“What we mainly deal with are the Three Dees."
Giles furrowed his brows.
"What are they?"
"Well, there are Devils, which are the worst and most dangerous. That's fallen angels. Unbodied intelligences with a malevolent will; they hate everything but especially humans, seemingly, and have the cunning and malice to go at it hard. Then there's Daemons, which are what you might call spiritual animals, as it were. They arise out of nature and are attached to places and things. Mankind was supposed to be in charge of regulating them in the first place, but lost that ability a while ago."
The little man gave Giles a significant look.
"They're wild and kind of stupid, and every now and then one will break out like a fox in the henhouse and have to be whacked back into place. Then there's Dybbuks, which are the weakest but most common. That's dead people, or bits of them, that hang around after they should've passed on. You get your hauntings and obsessions and so on. Getting rid of Devils is rare and terrifying, like hunting tigers; dealing with Dybbuks is like cockroaches, rather personal and disgusting."
--from Under the Mountain, by T. M. Junge.Giles watched, mystified, as the other called for pen, ink, and paper,
and wrote the following note: 'Flee for your life. All is known, your lies have
been revealed, and the jig is up.
Signed, Your Friend.' He folded it, addressed it, and handed it to a
potboy to be delivered.
"What good will that do?" Giles asked.
"It's just to put the bats around his ears," the Squire
answered calmly. He called for another jug of ale. "Half the time when
I've sent that letter, the problem clears itself up right away. Almost
everybody has something they don't want dragged out into daylight."

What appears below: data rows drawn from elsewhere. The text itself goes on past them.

// ABOUTME: Core data models shared by every Calippo component
// ABOUTME: Users, nutrition records, progression state, evolution tiers, and badges
//
// SPDX-License-Identifier: MIT OR Apache-2.0
// Copyright (c) 2025 Pierre Fitness Intelligence

/// Static badge table
pub mod achievement;
/// Static 200-step evolution table
pub mod evolution;
/// Meal analysis results and history entries
pub mod nutrition;
/// Per-user progression record and policies
pub mod progression;
/// Friend-graph value types
pub mod social;
/// Account records
pub mod user;

pub use achievement::{badge_by_name, Achievement, BadgeTier, BADGES};
pub use evolution::{evolution_table, required_protein, required_scans, tier, EvolutionTier, Rarity};
pub use nutrition::{
    non_negative, ComparedMacro, ComparisonRow, DailyProgress, HistoryEntry, MacroComparison,
    MacroTotals, NutritionRecord,
};
pub use progression::{AchievementPolicy, DayStatus, ProgressionState, StreakPolicy, StreakTier};
pub use social::{FriendResponse, Relationship, RequestOutcome};
pub use user::{Handle, User, UserId};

--T. M. Junge, Under the Mountain
The only other instance of his voice I've been able to discover is not from the novel, but from a letter he sent H. P. Lovecraft in the early Twenties, which the Weird Tales writer quoted to Robert E. Howard:
"Imagine you are living in a universe on a world where every human being is an alternate version of yourself, expressed in each race and in both sexes. In every different way, they are living your life, under every circumstance, in every time, in every place. Would you not forgive their blunders, understand their failures, tolerate their follies, grant their little joys, and at the same time try to improve their characters and lives, with as much understanding and diligence as you try to improve your own? Imagine this, then go forth and act accordingly." --T. M. Junge
Lovecraft rather bluntly states, "I couldn't."
The mystery of T. M. Junge continues. The rarity of "Under the Mountain" (its short printing was already hard to find in 1900; its connoissuers began thinking of themselves as a select secret club with Junge as their shibboleth) has made finding a copy to reprint impossible - so far. Several are thought to reside in great private libraries or obscure collections. The Library of Congress contains no findable copy; it is presumed stolen. There are those who believe Junge and his work to be merely an ephemeral literary in-joke, the point of which has evaporated with time. But there continue to be enough elusive clues and cryptic references to keep Fantasy buffs on the trail.